The US economy contracts for the second consecutive quarter

The US economy contracted for the second consecutive quarter, meeting one of the common criteria for a technical recession and complicating the Federal Reserve’s push to repress soaring inflation with a series of aggressive rate hikes.

Data released Thursday by the Commerce Department showed that gross domestic product fell 0.9% year on year in the second quarter, or 0.2% from the previous quarter. This follows first quarter GDP data showing that the US economy shrank by 1.6% in the first three months of 2022.

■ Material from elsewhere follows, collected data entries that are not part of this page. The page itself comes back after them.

//! Alias Map Admin CLI

use anyhow::{Context, Result};
use clap::{Parser, Subcommand};
use micromegas_telemetry_sink::TelemetryGuardBuilder;
use micromegas_tracing::levels::LevelFilter;
use micromegas_tracing::prelude::*;
use std::sync::Arc;
use std::time::Duration;
use windfarm_routing::alias_map_builder::AliasMapBuilder;
use windfarm_routing::artifact_store::ArtifactStore;
use windfarm_routing::dispatch_schedule::FixedIntervalSchedule;
use windfarm_routing::routing_policy::RoutingPolicy;
use windfarm_routing::sitewise_catalog::SiteWiseCatalog;

#[derive(Parser, Debug)]
#[clap(name = "Alias Map Admin")]
#[clap(about = "CLI to build and inspect the turbine alias map", version, author)]
#[clap(arg_required_else_help(true))]
struct Cli {
    /// Bucket name or object store url holding mapping.json
    #[clap(long, env = "ASSET_MAP_BUCKET")]
    bucket: Option<String>,

    /// Comma-separated turbine metrics written to timestream
    #[clap(long, env = "TIME_SERIES_METRICS")]
    time_series_metrics: Option<String>,

    #[clap(subcommand)]
    command: Commands,
}

#[derive(Subcommand, Debug)]
enum Commands {
    /// Enumerate the assets of a model and publish their alias map
    #[clap(name = "build")]
    Build {
        asset_model_id: String,
        #[clap(long, default_value_t = 50)]
        describe_interval_ms: u64,
    },

    /// Print the published alias map and the number of aliases of each asset
    #[clap(name = "show")]
    Show,

    /// Print the alias of a property and its destination
    #[clap(name = "resolve")]
    Resolve {
        asset_id: String,
        property_id: String,
    },

    /// Print the destination of an alias
    #[clap(name = "classify")]
    Classify { alias: String },
}

fn routing_policy(time_series_metrics: Option<&str>) -> RoutingPolicy {
    match time_series_metrics {
        Some(metric_list) => RoutingPolicy::from_metric_list(metric_list),
        None => RoutingPolicy::default(),
    }
}

fn connect_store(bucket: Option<&str>) -> Result<ArtifactStore> {
    let bucket = bucket.with_context(|| "missing --bucket or ASSET_MAP_BUCKET")?;
    ArtifactStore::connect(bucket)
}

#[tokio::main]
async fn main() -> Result<()> {
    let _telemetry_guard = TelemetryGuardBuilder::default()
        .with_ctrlc_handling()
        .with_local_sink_max_level(LevelFilter::Info)
        .build();

    let args = Cli::parse();
    match args.command {
        Commands::Build {
            asset_model_id,
            describe_interval_ms,
        } => {
            let store = connect_store(args.bucket.as_deref())?;
            let sdk_config =
                aws_config::load_defaults(aws_config::BehaviorVersion::latest()).await;
            let builder = AliasMapBuilder::new(
                Arc::new(SiteWiseCatalog::new(aws_sdk_iotsitewise::Client::new(
                    &sdk_config,
                ))),
                Arc::new(FixedIntervalSchedule::new(Duration::from_millis(
                    describe_interval_ms,
                ))),
            );
            let map = builder.build_and_publish(&asset_model_id, &store).await?;
            info!(
                "published {} aliases of {} assets to {}",
                map.nb_entries(),
                map.nb_assets(),
                store.artifact_url()
            );
        }
        Commands::Show => {
            let store = connect_store(args.bucket.as_deref())?;
            let map = store.read_alias_map().await?;
            println!(
                "{}",
                serde_json::to_string_pretty(&map).with_context(|| "formatting alias map")?
            );
            for asset_id in map.asset_ids() {
                let nb_aliases = map.properties(asset_id).map_or(0, |properties| properties.len());
                println!("{asset_id}: {nb_aliases} aliases");
            }
            println!("{} assets, {} aliases", map.nb_assets(), map.nb_entries());
        }
        Commands::Resolve {
            asset_id,
            property_id,
        } => {
            let store = connect_store(args.bucket.as_deref())?;
            let map = store.read_alias_map().await?;
            let alias = map
                .alias(&asset_id, &property_id)
                .with_context(|| format!("no alias for asset {asset_id} property {property_id}"))?;
            let policy = routing_policy(args.time_series_metrics.as_deref());
            println!("{alias} -> {:?}", policy.destination(alias));
        }
        Commands::Classify { alias } => {
            let policy = routing_policy(args.time_series_metrics.as_deref());
            println!("{:?}", policy.destination(&alias));
        }
    }
    Ok(())
}
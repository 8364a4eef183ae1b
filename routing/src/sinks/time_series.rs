use crate::record::ClassifiedRecord;
use async_trait::async_trait;
use micromegas_tracing::prelude::*;
use serde::Serialize;
use std::sync::Arc;
use thiserror::Error;

pub const ALIAS_DIMENSION: &str = "alias";
pub const MEASURE_VALUE_TYPE_DOUBLE: &str = "DOUBLE";
pub const TIME_UNIT_SECONDS: &str = "SECONDS";

#[derive(Debug, Clone, PartialEq, Eq, Serialize)]
#[serde(rename_all = "PascalCase")]
pub struct Dimension {
    pub name: String,
    pub value: String,
}

/// One row of the time-series store, in the store's dimensional format.
#[derive(Debug, Clone, PartialEq, Eq, Serialize)]
#[serde(rename_all = "PascalCase")]
pub struct TimeSeriesRow {
    pub dimensions: Vec<Dimension>,
    pub measure_name: String,
    pub measure_value: String,
    pub measure_value_type: &'static str,
    pub time: String,
    pub time_unit: &'static str,
}

impl TimeSeriesRow {
    /// The alias is both the only dimension and the measure name.
    pub fn from_record(classified: &ClassifiedRecord) -> Self {
        Self {
            dimensions: vec![Dimension {
                name: ALIAS_DIMENSION.to_owned(),
                value: classified.alias.clone(),
            }],
            measure_name: classified.alias.clone(),
            measure_value: classified.record.value.to_string(),
            measure_value_type: MEASURE_VALUE_TYPE_DOUBLE,
            time: classified.record.timestamp.to_string(),
            time_unit: TIME_UNIT_SECONDS,
        }
    }
}

#[derive(Error, Debug)]
pub enum TimeSeriesWriteError {
    /// The store answered and refused the write.
    #[error("write rejected: {message}")]
    Rejected {
        message: String,
        response_body: Option<String>,
    },

    #[error(transparent)]
    Transport(#[from] anyhow::Error),
}

/// Bulk write to a dimensional time-series store.
#[async_trait]
pub trait TimeSeriesStore: Send + Sync {
    async fn write_records(&self, rows: Vec<TimeSeriesRow>) -> Result<(), TimeSeriesWriteError>;
}

/// Best-effort writer of aggregate metrics.
///
/// Failures are logged with the store's response and never reach the caller.
pub struct TimeSeriesSink {
    store: Arc<dyn TimeSeriesStore>,
}

impl TimeSeriesSink {
    pub fn new(store: Arc<dyn TimeSeriesStore>) -> Self {
        Self { store }
    }

    /// Returns the number of rows accepted by the store.
    pub async fn write(&self, records: &[ClassifiedRecord]) -> usize {
        let rows: Vec<TimeSeriesRow> = records.iter().map(TimeSeriesRow::from_record).collect();
        let nb_rows = rows.len();
        match self.store.write_records(rows).await {
            Ok(()) => {
                debug!("wrote {nb_rows} time-series rows");
                nb_rows
            }
            Err(TimeSeriesWriteError::Rejected {
                message,
                response_body,
            }) => {
                error!("time-series write of {nb_rows} rows rejected: {message}");
                if let Some(body) = response_body {
                    error!("time-series store response: {body}");
                }
                0
            }
            Err(TimeSeriesWriteError::Transport(e)) => {
                error!("time-series write of {nb_rows} rows failed: {e:?}");
                0
            }
        }
    }
}

#[cfg(test)]
mod tests {
    use super::*;
    use crate::record::{AssetPropertyRecord, Destination};

    #[test]
    fn test_row_format() {
        let classified = ClassifiedRecord {
            record: AssetPropertyRecord {
                asset_id: "a1".to_owned(),
                property_id: "p1".to_owned(),
                timestamp: 1600000000,
                value: 7.0,
            },
            alias: "windfarms/W1/turbines/T1/overdrive-state-time".to_owned(),
            destination: Destination::TimeSeries,
        };
        let row = serde_json::to_value(TimeSeriesRow::from_record(&classified)).unwrap();
        assert_eq!(
            row,
            serde_json::json!({
                "Dimensions": [{"Name": "alias", "Value": "windfarms/W1/turbines/T1/overdrive-state-time"}],
                "MeasureName": "windfarms/W1/turbines/T1/overdrive-state-time",
                "MeasureValue": "7",
                "MeasureValueType": "DOUBLE",
                "Time": "1600000000",
                "TimeUnit": "SECONDS"
            })
        );
    }
}
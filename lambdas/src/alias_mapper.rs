//! Alias mapper
//!
//! Provisioning hook publishing the alias map of the turbine asset model. Invoked on stack
//! creation and on every update; answers the deployment through the request's `ResponseURL`.
//!
//! Env variables:
//!  - `ASSET_MODEL_ID` : asset model whose assets are mapped
//!  - `S3_BUCKET_NAME` : bucket receiving mapping.json
//!  - `DESCRIBE_INTERVAL_MS` (optional) : spacing between describe calls, 50 by default

use clap::Parser;
use lambda_runtime::{Error, LambdaEvent, service_fn};
use micromegas_tracing::prelude::*;
use std::sync::Arc;
use windfarm_lambdas::config::AliasMapperConfig;
use windfarm_lambdas::init_telemetry;
use windfarm_routing::alias_map_builder::AliasMapBuilder;
use windfarm_routing::artifact_store::ArtifactStore;
use windfarm_routing::dispatch_schedule::FixedIntervalSchedule;
use windfarm_routing::provisioning::{AliasMapProvisioner, ProvisioningRequest, send_response};
use windfarm_routing::sitewise_catalog::SiteWiseCatalog;

async fn handle_request(
    provisioner: &AliasMapProvisioner,
    http_client: &reqwest::Client,
    event: LambdaEvent<ProvisioningRequest>,
) -> Result<(), Error> {
    let request = event.payload;
    let response = provisioner.handle(&request).await;
    info!("responding {:?} to request_id={}", response.status, request.request_id);
    send_response(http_client, &request.response_url, &response).await?;
    Ok(())
}

#[tokio::main]
async fn main() -> Result<(), Error> {
    let _telemetry_guard = init_telemetry()?;
    let config = AliasMapperConfig::parse();
    let sdk_config = aws_config::load_defaults(aws_config::BehaviorVersion::latest()).await;
    let store = Arc::new(ArtifactStore::connect(&config.asset_map_bucket)?);
    let builder = AliasMapBuilder::new(
        Arc::new(SiteWiseCatalog::new(aws_sdk_iotsitewise::Client::new(
            &sdk_config,
        ))),
        Arc::new(FixedIntervalSchedule::new(config.describe_interval())),
    );
    let provisioner = Arc::new(AliasMapProvisioner::new(
        builder,
        store,
        config.asset_model_id.clone(),
        config.physical_resource_id(),
    ));
    let http_client = reqwest::Client::new();
    lambda_runtime::run(service_fn(|event: LambdaEvent<ProvisioningRequest>| {
        let provisioner = provisioner.clone();
        let http_client = http_client.clone();
        async move { handle_request(&provisioner, &http_client, event).await }
    }))
    .await
}
use crate::ALIAS_MAP_KEY;
use crate::alias_map::AliasMap;
use anyhow::{Context, Result};
use micromegas_tracing::prelude::*;
use object_store::{ObjectStore, path::Path};
use std::sync::Arc;

/// Durable home of the alias map artifact.
pub struct ArtifactStore {
    blob_store: Arc<dyn ObjectStore>,
    blob_store_root: Path,
    url: String,
}

impl ArtifactStore {
    /// Connects to an object store url (`s3://bucket/prefix`, `file:///dir`, `memory:///`).
    /// A bare bucket name is interpreted as `s3://<bucket>`.
    pub fn connect(location: &str) -> Result<Self> {
        let url_string = if location.contains("://") {
            location.to_owned()
        } else {
            format!("s3://{location}")
        };
        let url = url::Url::parse(&url_string)
            .with_context(|| format!("parsing artifact store url {url_string}"))?;
        // object_store config keys are the lowercase form of the AWS environment variables
        let options = std::env::vars().map(|(k, v)| (k.to_ascii_lowercase(), v));
        let (blob_store, blob_store_root) = object_store::parse_url_opts(&url, options)
            .with_context(|| format!("connecting to object store {url_string}"))?;
        Ok(Self {
            blob_store: blob_store.into(),
            blob_store_root,
            url: url_string,
        })
    }

    pub fn new(blob_store: Arc<dyn ObjectStore>, blob_store_root: Path, url: String) -> Self {
        Self {
            blob_store,
            blob_store_root,
            url,
        }
    }

    fn full_path(&self, obj_path: &str) -> Path {
        self.blob_store_root.child(obj_path)
    }

    /// Location of the alias map, as reported to the provisioning caller.
    pub fn artifact_url(&self) -> String {
        format!("{}/{ALIAS_MAP_KEY}", self.url.trim_end_matches('/'))
    }

    pub async fn put(&self, obj_path: &str, buffer: bytes::Bytes) -> Result<()> {
        let full_path = self.full_path(obj_path);
        self.blob_store
            .put(&full_path, buffer.into())
            .await
            .with_context(|| format!("writing {full_path}"))?;
        Ok(())
    }

    pub async fn read_blob(&self, obj_path: &str) -> Result<bytes::Bytes> {
        let full_path = self.full_path(obj_path);
        let get_result = self
            .blob_store
            .get(&full_path)
            .await
            .with_context(|| format!("reading {full_path}"))?;
        Ok(get_result.bytes().await?)
    }

    /// Replaces the published alias map with a single object put.
    pub async fn write_alias_map(&self, map: &AliasMap) -> Result<()> {
        let buffer = map.to_json()?;
        debug!(
            "writing alias map assets={} entries={} bytes={}",
            map.nb_assets(),
            map.nb_entries(),
            buffer.len()
        );
        self.put(ALIAS_MAP_KEY, buffer.into()).await
    }

    pub async fn read_alias_map(&self) -> Result<AliasMap> {
        let buffer = self.read_blob(ALIAS_MAP_KEY).await?;
        AliasMap::from_json(&buffer)
    }
}
use crate::record::Destination;

/// Metrics routed to the time-series sink when no policy is configured.
pub const DEFAULT_TIME_SERIES_METRICS: &[&str] = &["average-wind-speed", "overdrive-state-time"];

/// Named table of the turbine metrics that go to the time-series sink.
///
/// An alias is routed to the time-series sink when it ends with
/// `windfarms/<farm>/turbines/<turbine>/<metric>` and `<metric>` is in the table.
/// Every other alias goes to the batch sink.
#[derive(Debug, Clone, PartialEq, Eq)]
pub struct RoutingPolicy {
    time_series_metrics: Vec<String>,
}

impl RoutingPolicy {
    pub fn new<S: AsRef<str>>(time_series_metrics: &[S]) -> Self {
        Self {
            time_series_metrics: time_series_metrics
                .iter()
                .map(|metric| metric.as_ref().trim().to_owned())
                .filter(|metric| !metric.is_empty())
                .collect(),
        }
    }

    /// Parses a comma-separated metric list, e.g. `average-wind-speed,overdrive-state-time`.
    pub fn from_metric_list(metric_list: &str) -> Self {
        let metrics: Vec<&str> = metric_list.split(',').collect();
        Self::new(metrics.as_slice())
    }

    pub fn time_series_metrics(&self) -> &[String] {
        &self.time_series_metrics
    }

    /// Metric name of a turbine alias, `None` for any other alias shape.
    pub fn turbine_metric(alias: &str) -> Option<&str> {
        let segments: Vec<&str> = alias.split('/').collect();
        let [.., windfarms, farm, turbines, turbine, metric] = segments.as_slice() else {
            return None;
        };
        let well_formed = *windfarms == "windfarms"
            && *turbines == "turbines"
            && !farm.is_empty()
            && !turbine.is_empty()
            && !metric.is_empty();
        well_formed.then_some(*metric)
    }

    pub fn destination(&self, alias: &str) -> Destination {
        match Self::turbine_metric(alias) {
            Some(metric) if self.time_series_metrics.iter().any(|m| m == metric) => {
                Destination::TimeSeries
            }
            _ => Destination::Batch,
        }
    }
}

impl Default for RoutingPolicy {
    fn default() -> Self {
        Self::new(DEFAULT_TIME_SERIES_METRICS)
    }
}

Consecutive quarterly contractions meet a definition of a recession, although the United States is based on the determination of a group of researchers from the National Bureau of Economic Research examining a wider range of factors.

The White House said the US economy is not currently in a recession, with Treasury Secretary Janet Yellen saying earlier this week that she would be “stunned” if the NBER declares it.

He highlighted that message at a press conference Thursday, noting that the economy “remains resilient”.

“Most economists and most Americans have a similar definition of a recession: substantial job losses and mass layoffs, businesses closing down, private sector businesses slowing considerably, family budgets under pressure. In summary, a generalized weakening of our economy, “he said.” That’s not what we’re seeing right now. ”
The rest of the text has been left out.